I’ve often wished that my nails were a classic filbert shape. If I’d been blessed with naturally pretty nails I would, no doubt, have wanted to show them off. I could have spent the greater part of my life pushing back my cuticles. Nature gave me nails which are thin and misshapen; some curl and some flare outwards as they grow. As a result, while I don’t bite or try to hide them, I don’t draw attention to them either. Plus I have a love of gardening and a passion for cleaning which are both bywords for nail abuse. I keep mine neatly trimmed with nail scissors and leave it at that.

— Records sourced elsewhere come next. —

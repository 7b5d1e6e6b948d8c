//! Commands accepted by the lifecycle state machine

use serde::{Deserialize, Serialize};

/// A request to move an Event from one status to another
#[derive(Clone, Copy, Debug, PartialEq, Eq, Hash, Serialize, Deserialize)]
#[serde(rename_all = "snake_case")]
pub enum EventCommand {
    ForwardToDepartment,
    StartInvestigation,
    RequestEscalation,
    RejectObservation,
    EscalationReject,
    EscalationAcceptObservation,
    EscalationUpgrade,
    ApproveRejection,
    OverturnRejection,
    SubmitForValidation,
    AcceptValidation,
    RejectValidation,
    SelfClose,
    CloseDirect,
    SubmitForFinalClosure,
    FinalClose,
    SubmitViolation,
    ApproveViolation,
    ReturnViolation,
}

impl EventCommand {
    pub fn as_str(&self) -> &'static str {
        match self {
            EventCommand::ForwardToDepartment => "forward_to_department",
            EventCommand::StartInvestigation => "start_investigation",
            EventCommand::RequestEscalation => "request_escalation",
            EventCommand::RejectObservation => "reject_observation",
            EventCommand::EscalationReject => "escalation_reject",
            EventCommand::EscalationAcceptObservation => "escalation_accept_observation",
            EventCommand::EscalationUpgrade => "escalation_upgrade",
            EventCommand::ApproveRejection => "approve_rejection",
            EventCommand::OverturnRejection => "overturn_rejection",
            EventCommand::SubmitForValidation => "submit_for_validation",
            EventCommand::AcceptValidation => "accept_validation",
            EventCommand::RejectValidation => "reject_validation",
            EventCommand::SelfClose => "self_close",
            EventCommand::CloseDirect => "close_direct",
            EventCommand::SubmitForFinalClosure => "submit_for_final_closure",
            EventCommand::FinalClose => "final_close",
            EventCommand::SubmitViolation => "submit_violation",
            EventCommand::ApproveViolation => "approve_violation",
            EventCommand::ReturnViolation => "return_violation",
        }
    }
}

impl std::fmt::Display for EventCommand {
    fn fmt(&self, f: &mut std::fmt::Formatter<'_>) -> std::fmt::Result {
        f.write_str(self.as_str())
    }
}

/// A request to move a CorrectiveAction from one status to another
#[derive(Clone, Copy, Debug, PartialEq, Eq, Hash, Serialize, Deserialize)]
#[serde(rename_all = "snake_case")]
pub enum ActionCommand {
    Start,
    Complete,
    Verify,
    ReturnForCorrection,
    Close,
}

impl ActionCommand {
    pub fn as_str(&self) -> &'static str {
        match self {
            ActionCommand::Start => "start_action",
            ActionCommand::Complete => "complete_action",
            ActionCommand::Verify => "verify_action",
            ActionCommand::ReturnForCorrection => "return_action_for_correction",
            ActionCommand::Close => "close_action",
        }
    }
}

impl std::fmt::Display for ActionCommand {
    fn fmt(&self, f: &mut std::fmt::Formatter<'_>) -> std::fmt::Result {
        f.write_str(self.as_str())
    }
}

Every two weeks I visit my mother for the weekend; she is in a care home. One of the rituals I perform is to trim her nails with clippers she keeps in her gold wallet manicure set. She has the same strong and nicely-shaped nails as her sisters. The nail corners need to be filed to take away the sharp edges but I don’t paint them because this hides the dirt that accumulates beneath. I spend more time on my mother’s nails than I do my own. If I’d inherited fingernails through my mother’s family things might have been very different.
I may want better nails but I don’t lust after long fingernails. I’m far too practical. I can admire a well-groomed hand and a neat french manicure but very long nails make me shudder. I’ve considered this and come up with 10 reasons why I prefer short fingernails:
- Claws. Deep down I associate long nails with the wicked witch in fairy tales. There is always the threat that she will use her talons to scratch out the eyes of her victims.

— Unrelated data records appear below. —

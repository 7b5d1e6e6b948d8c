//! Corrective actions: remedial tasks owned by an Event

use crate::{ActionId, ActorId, EventId, ExtensionId, FactorId, TenantId};
use chrono::{DateTime, Utc};
use serde::{Deserialize, Serialize};

/// Status of a corrective action
#[derive(Clone, Copy, Debug, PartialEq, Eq, Hash, Serialize, Deserialize)]
#[serde(rename_all = "snake_case")]
pub enum ActionStatus {
    Assigned,
    InProgress,
    Completed,
    ReturnedForCorrection,
    Verified,
    Closed,
}

impl ActionStatus {
    pub const ALL: [ActionStatus; 6] = [
        ActionStatus::Assigned,
        ActionStatus::InProgress,
        ActionStatus::Completed,
        ActionStatus::ReturnedForCorrection,
        ActionStatus::Verified,
        ActionStatus::Closed,
    ];

    pub fn as_str(&self) -> &'static str {
        match self {
            ActionStatus::Assigned => "assigned",
            ActionStatus::InProgress => "in_progress",
            ActionStatus::Completed => "completed",
            ActionStatus::ReturnedForCorrection => "returned_for_correction",
            ActionStatus::Verified => "verified",
            ActionStatus::Closed => "closed",
        }
    }

    pub fn is_terminal(&self) -> bool {
        matches!(self, ActionStatus::Closed)
    }

    /// Whether an action in this status satisfies closure coverage
    pub fn counts_toward_coverage(&self) -> bool {
        matches!(self, ActionStatus::Verified | ActionStatus::Closed)
    }
}

impl std::fmt::Display for ActionStatus {
    fn fmt(&self, f: &mut std::fmt::Formatter<'_>) -> std::fmt::Result {
        f.write_str(self.as_str())
    }
}

/// A remedial task tied to an Event
#[derive(Clone, Debug, PartialEq, Eq, Serialize, Deserialize)]
pub struct CorrectiveAction {
    pub id: ActionId,
    pub tenant_id: TenantId,
    pub event_id: EventId,
    /// Root cause / contributing factor this action remedies
    #[serde(skip_serializing_if = "Option::is_none")]
    pub factor_id: Option<FactorId>,
    pub title: String,
    pub owner_id: ActorId,
    pub status: ActionStatus,
    pub due_date: DateTime<Utc>,
    /// Incremented each time a verifier sends the action back
    pub return_count: u32,
    #[serde(skip_serializing_if = "Option::is_none")]
    pub open_extension_id: Option<ExtensionId>,
    pub created_at: DateTime<Utc>,
    pub updated_at: DateTime<Utc>,
    #[serde(default)]
    pub revision: u64,
}

impl CorrectiveAction {
    pub fn counts_toward_coverage(&self) -> bool {
        self.status.counts_toward_coverage()
    }

    pub fn remedies(&self, factor: &FactorId) -> bool {
        self.factor_id.as_ref() == Some(factor)
    }
}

- Grace. Being impatient I hate the awkward, exaggerated and slow-motion hand movements that are the result of women no longer in touch with their fingertips. I once had to watch for ten minutes as a small bottle of perfume was gift wrapped in front of me. Each fold was negotiated with the clumsiness of a four year old and the sellotape dispenser was treated with a caution normally reserved for a circular saw. Useless.
- Agility. Short fingernails easily negotiate everyday tasks: washing dishes, kneading bread, threading a needle, changing a tyre, wiping a bottom.
- Equality. As a feminist I want to show off everything I CAN do – not purposely limit my dexterity.
- Hygiene. Short nails are easier to keep clean and I hate dirty fingernails. Just what lurks under all that nail polish?
- Time. I can barely find the time to remove my mascara before bed so how would I find time to maintain a proper manicure?
- Touch. I love the sense of feeling in my fingertips. The pleasure of tickling the silky soft fur behind my dog’s ears is too good to give up.
- Work. I spend my life on a keyboard or holding a pen. As a designer I want as much control over my fingers as possible without a bit of nail, or acrylic, getting in the way.
- Self defence. Try making a fist. In the unlikely event you need to punch someone it’s gonna be a whole lot easier with short fingernails.
- Preservation. Have you seen the mess acrylic nails can make of your real nails? Mine are weak and flaky enough thanks.